▶ _Your objective_: The lines to repeat are those below from the one containing "pub fn now_utc()" down to the one containing "pub(crate) fn format_utc(datetime: DateTime<Utc>)", both included; reproduce them exactly and nothing else.

[Stored items]
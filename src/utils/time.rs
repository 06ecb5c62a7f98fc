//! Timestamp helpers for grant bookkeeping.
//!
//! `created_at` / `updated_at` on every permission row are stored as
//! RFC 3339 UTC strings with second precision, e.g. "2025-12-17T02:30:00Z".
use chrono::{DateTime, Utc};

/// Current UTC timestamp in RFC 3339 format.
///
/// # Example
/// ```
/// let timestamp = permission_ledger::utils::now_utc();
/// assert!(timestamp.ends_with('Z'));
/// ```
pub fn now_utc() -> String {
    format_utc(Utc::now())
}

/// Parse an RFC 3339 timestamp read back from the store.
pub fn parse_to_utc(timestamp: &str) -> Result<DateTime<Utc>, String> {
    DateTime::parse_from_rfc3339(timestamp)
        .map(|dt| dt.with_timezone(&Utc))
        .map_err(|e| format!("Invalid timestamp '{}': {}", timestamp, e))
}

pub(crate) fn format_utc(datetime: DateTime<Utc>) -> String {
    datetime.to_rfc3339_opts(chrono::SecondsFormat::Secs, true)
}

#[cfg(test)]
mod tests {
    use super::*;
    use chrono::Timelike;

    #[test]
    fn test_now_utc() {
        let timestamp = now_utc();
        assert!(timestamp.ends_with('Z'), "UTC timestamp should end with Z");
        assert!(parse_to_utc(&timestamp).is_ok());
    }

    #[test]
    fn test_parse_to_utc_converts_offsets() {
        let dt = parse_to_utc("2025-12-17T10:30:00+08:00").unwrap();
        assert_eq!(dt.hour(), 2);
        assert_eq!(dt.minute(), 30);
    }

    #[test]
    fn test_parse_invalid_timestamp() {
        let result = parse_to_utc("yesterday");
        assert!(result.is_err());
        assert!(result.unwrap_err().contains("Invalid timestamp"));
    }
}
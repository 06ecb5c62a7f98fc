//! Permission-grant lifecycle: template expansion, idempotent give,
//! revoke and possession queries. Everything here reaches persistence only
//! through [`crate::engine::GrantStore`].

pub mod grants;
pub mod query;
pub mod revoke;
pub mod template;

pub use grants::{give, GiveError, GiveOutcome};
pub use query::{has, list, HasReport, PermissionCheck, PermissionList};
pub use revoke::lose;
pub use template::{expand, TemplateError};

---

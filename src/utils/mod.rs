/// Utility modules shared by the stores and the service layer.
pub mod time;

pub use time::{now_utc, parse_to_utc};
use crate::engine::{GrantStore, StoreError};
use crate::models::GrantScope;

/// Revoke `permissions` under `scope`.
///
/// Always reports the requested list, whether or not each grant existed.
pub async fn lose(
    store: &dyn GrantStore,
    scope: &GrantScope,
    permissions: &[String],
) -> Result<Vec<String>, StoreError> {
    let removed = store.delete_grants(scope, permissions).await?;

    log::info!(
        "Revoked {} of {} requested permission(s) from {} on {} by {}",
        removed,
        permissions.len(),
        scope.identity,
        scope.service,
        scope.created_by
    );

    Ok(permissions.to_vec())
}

▶ _Task response_:
pub fn now_utc() -> String {
    format_utc(Utc::now())
}

/// Parse an RFC 3339 timestamp read back from the store.
pub fn parse_to_utc(timestamp: &str) -> Result<DateTime<Utc>, String> {
    DateTime::parse_from_rfc3339(timestamp)
        .map(|dt| dt.with_timezone(&Utc))
        .map_err(|e| format!("Invalid timestamp '{}': {}", timestamp, e))
}

pub(crate) fn format_utc(datetime: DateTime<Utc>) -> String {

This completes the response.